The revised legislation has imposed additional diligence and
administrative requirements on the investment process in order to
ensure that all aspects of the potential investment and transaction
structure remain compliant with the new rules. The Manager
continues to pursue a cautious approach and works closely with a
specialist VCT adviser, engaged by the Company, to assist in
interpreting the revised legislation and advising on the VCT tax
clearance process with HM Revenue & Customs (HMRC), with
advance assurance secured prior to any new investment completing.

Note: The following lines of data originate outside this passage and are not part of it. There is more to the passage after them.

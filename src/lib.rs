//! Conversational orchestration engine for chat platforms.
//!
//! Normalizes multi-modal chat history into model turns, drives a
//! tool-calling exchange with model fallback, and paces replies through a
//! per-conversation admission guard.

// No unsafe, no undocumented public items, no silent style drift.
#![deny(unsafe_code)]
#![deny(missing_docs)]
#![deny(non_camel_case_types)]
#![deny(non_snake_case)]
#![deny(non_upper_case_globals)]
#![deny(nonstandard_style)]
#![deny(unused_must_use)]
#![forbid(unsafe_op_in_unsafe_fn)]
// Clippy discipline: panics and stray prints are build errors outside tests
// and the console adapter.
#![warn(clippy::all)]
#![warn(clippy::pedantic)]
#![deny(clippy::unwrap_used)]
#![deny(clippy::expect_used)]
#![deny(clippy::panic)]
#![deny(clippy::print_stdout)]
#![deny(clippy::todo)]
#![deny(clippy::unimplemented)]
#![cfg_attr(
    test,
    allow(clippy::unwrap_used, clippy::expect_used, clippy::panic)
)]

/// Orchestration core: pipeline, history, tools, cache, guard.
pub mod agent;
/// Phone calling-code to country mapping.
pub mod country;
/// Capability traits and their HTTP client implementations.
pub mod providers;
/// Thin JSON-file persistence (consent, reminders, usage stats).
pub mod store;
/// Entry helpers to start the agent from the console binary.
pub mod start_parley_agent;
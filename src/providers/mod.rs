//! External capability seams.
//!
//! Every network-backed collaborator of the engine sits behind one of these
//! traits: model inference, speech-to-text, vision, OCR, web search, table
//! rendering, PDF extraction, and the messaging platform itself. The
//! orchestration core only ever talks to the traits, so tests swap in
//! scripted stubs and production wires the HTTP clients below.

pub mod brave;
pub mod console;
pub mod openai;
pub mod vision;
pub mod whisper;

pub use brave::BraveSearchClient;
pub use console::ConsolePlatform;
pub use openai::OpenAiChatClient;
pub use vision::{OcrSpaceClient, VisionChatClient};
pub use whisper::WhisperClient;

use async_trait::async_trait;
use serde::{Deserialize, Serialize};

use crate::agent::error::AgentError;
use crate::agent::tools::ToolSchema;
use crate::agent::types::{ConversationTurn, PlatformMessage, ToolCall};

/// One inference request: system instruction, dialogue, optional tools.
#[derive(Clone, Debug)]
pub struct InferenceRequest {
    /// Model identifier.
    pub model: String,
    /// Fixed system instruction.
    pub system_prompt: String,
    /// Dialogue history, oldest first.
    pub turns: Vec<ConversationTurn>,
    /// Tool schemas offered to the model; empty disables tool calling.
    pub tools: Vec<ToolSchema>,
    /// Token budget.
    pub max_tokens: u32,
}

/// The model's reply to one inference request.
#[derive(Clone, Debug, Default)]
pub struct InferenceResponse {
    /// Assistant text, possibly empty when tools are requested.
    pub content: String,
    /// Tool invocations the model wants executed before answering.
    pub tool_calls: Vec<ToolCall>,
}

/// Chat-completion inference. Errors are deliberately coarse: rate limits,
/// network failures and malformed output all surface alike and trigger the
/// single fallback retry.
#[async_trait]
pub trait InferenceProvider: Send + Sync {
    /// Submit one request and return the model's message.
    async fn complete(&self, request: InferenceRequest) -> Result<InferenceResponse, AgentError>;
}

/// Speech-to-text over raw audio bytes.
#[async_trait]
pub trait Transcriber: Send + Sync {
    /// Transcribe an audio clip.
    async fn transcribe(&self, audio: &[u8]) -> Result<String, AgentError>;
}

/// Vision description of an image locator (URL or `data:` URL).
#[async_trait]
pub trait VisionProvider: Send + Sync {
    /// Describe the image in prose.
    async fn describe(&self, image_ref: &str) -> Result<String, AgentError>;
}

/// OCR text extraction from an image locator.
#[async_trait]
pub trait OcrProvider: Send + Sync {
    /// Extract any readable text from the image.
    async fn extract_text(&self, image_ref: &str) -> Result<String, AgentError>;
}

/// One web search result as fed back to the model.
#[derive(Clone, Debug, Default, Serialize, Deserialize)]
pub struct SearchResult {
    /// Result title.
    pub title: String,
    /// Result URL.
    pub link: String,
    /// Short description.
    pub description: String,
    /// Extra text snippets, when the engine provides them.
    #[serde(default, skip_serializing_if = "Vec::is_empty")]
    pub snippets: Vec<String>,
    /// Whether this came from a breaking-news vertical.
    #[serde(default, skip_serializing_if = "std::ops::Not::not")]
    pub news: bool,
}

/// Web search capability.
#[async_trait]
pub trait SearchProvider: Send + Sync {
    /// Search the web, biased towards `country` results.
    async fn search(&self, query: &str, country: &str)
        -> Result<Vec<SearchResult>, AgentError>;
}

/// Structured table data to render as an image.
#[derive(Clone, Debug, Serialize, Deserialize)]
pub struct TableSpec {
    /// Column headers.
    pub headers: Vec<String>,
    /// Row cells, already stringified.
    pub rows: Vec<Vec<String>>,
    /// Optional title drawn above the table.
    #[serde(default, skip_serializing_if = "Option::is_none")]
    pub title: Option<String>,
}

/// Renders tabular data into a PNG delivered out-of-band.
#[async_trait]
pub trait TableRenderer: Send + Sync {
    /// Render the table; returns encoded image bytes.
    async fn render(&self, spec: &TableSpec) -> Result<Vec<u8>, AgentError>;
}

/// PDF text extraction.
#[async_trait]
pub trait PdfExtractor: Send + Sync {
    /// Extract the document's text content.
    async fn extract_text(&self, bytes: &[u8]) -> Result<String, AgentError>;
}

/// The messaging platform the engine replies through. Consumed, not
/// designed here: delivery, history retrieval and presence signaling are
/// platform concerns.
#[async_trait]
pub trait ChatPlatform: Send + Sync {
    /// Deliver a text reply.
    async fn send_text(&self, conversation_id: &str, text: &str) -> Result<(), AgentError>;

    /// Deliver an image attachment.
    async fn send_image(&self, conversation_id: &str, png: &[u8]) -> Result<(), AgentError>;

    /// Fetch up to `limit` recent messages, newest first.
    async fn fetch_history(
        &self,
        conversation_id: &str,
        limit: usize,
    ) -> Result<Vec<PlatformMessage>, AgentError>;

    /// Signal that the bot is composing a reply.
    async fn set_typing(&self, conversation_id: &str) -> Result<(), AgentError>;

    /// Clear the composing signal.
    async fn clear_typing(&self, conversation_id: &str) -> Result<(), AgentError>;

    /// Clear the conversation's history on the platform side.
    async fn clear_history(&self, conversation_id: &str) -> Result<(), AgentError>;
}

The Board welcomed the announcement in the Chancellor's 2016 Autumn
Statement that, in response to the increased volume of applications
submitted and the resultant delays experienced in obtaining
clearance for proposed investments, a consultation has been
launched to consider the options for streamlining the HMRC advance
assurance service.
The 2016 Autumn Statement also highlighted that the Government
will no longer be initiating a review into the potential to allow
replacement capital in certain new VCT transactions, but suggested
that this may be reviewed at some point in the future. Whilst the
Directors and the Manager were disappointed by this announcement,
as the ability to include replacement capital was viewed as an
important capability under the new rules, it does not impact the
Company's investment strategy which has already been adapted to
meet the requirements of the new rules. The Chancellor's 2017
Spring Statement did not introduce any further amendments to the
VCT legislation.
Annual General Meeting (AGM)
The 2017 AGM will be held in the London office of Maven Capital
Partners LLP on Thursday 6 July 2017, and the Notice of Annual
General Meeting can be found in the Annual Report.
The Future
The Directors are encouraged by the progress made during the
reporting period, where further growth in Shareholder value was
achieved despite the headwinds presented by the changes to VCT
legislation and the EU referendum. During the year, the Manager
demonstrated its capacity to adjust to these challenges, and
completed six new private company investments that meet the revised
VCT qualification criteria. Evidence of a strong pipeline of new
investments in progress at the time of this report gives the Board
further confidence in the future development and expansion of the
portfolio.
Maven and your Board are committed to carefully expanding the
asset base by investing in a diverse range of qualifying companies
that satisfy the requirements of the new VCT rules. Over time, the
Board expects the portfolio to grow in terms of the number of
investments, although its composition will gradually alter as the
proportion of investments supporting growth or development capital
increases relative to those in more established companies completed
prior to the VCT rule changes. This strategy will allow your
Company to develop a valuable hybrid portfolio of younger, higher
growth companies with the potential to deliver significant returns
from market disruptive products or services, alongside the existing
primary asset base of more mature companies. This rebalancing may
result in a less predictable trend in future Shareholder returns,
rather than the consistent year-on-year growth which has been
achieved previously. Nevertheless, your Board has confidence that
the quality of the existing portfolio remains capable of
underpinning Shareholder returns in the years ahead.
John Pocock
Chairman
2 June 2017
Business Report
This Business Report is intended to provide an overview of the
strategy and business model of the Company, as well as the key
measures used by the Directors in overseeing its management. The
Company is a venture capital trust which invests in accordance with
the investment objective set out in the Annual Report. The Board
holds at least one separate meeting per annum to discuss strategic
matters.
Investment Objective
The Company aims to achieve long-term capital appreciation and
generate maintainable levels of income for Shareholders.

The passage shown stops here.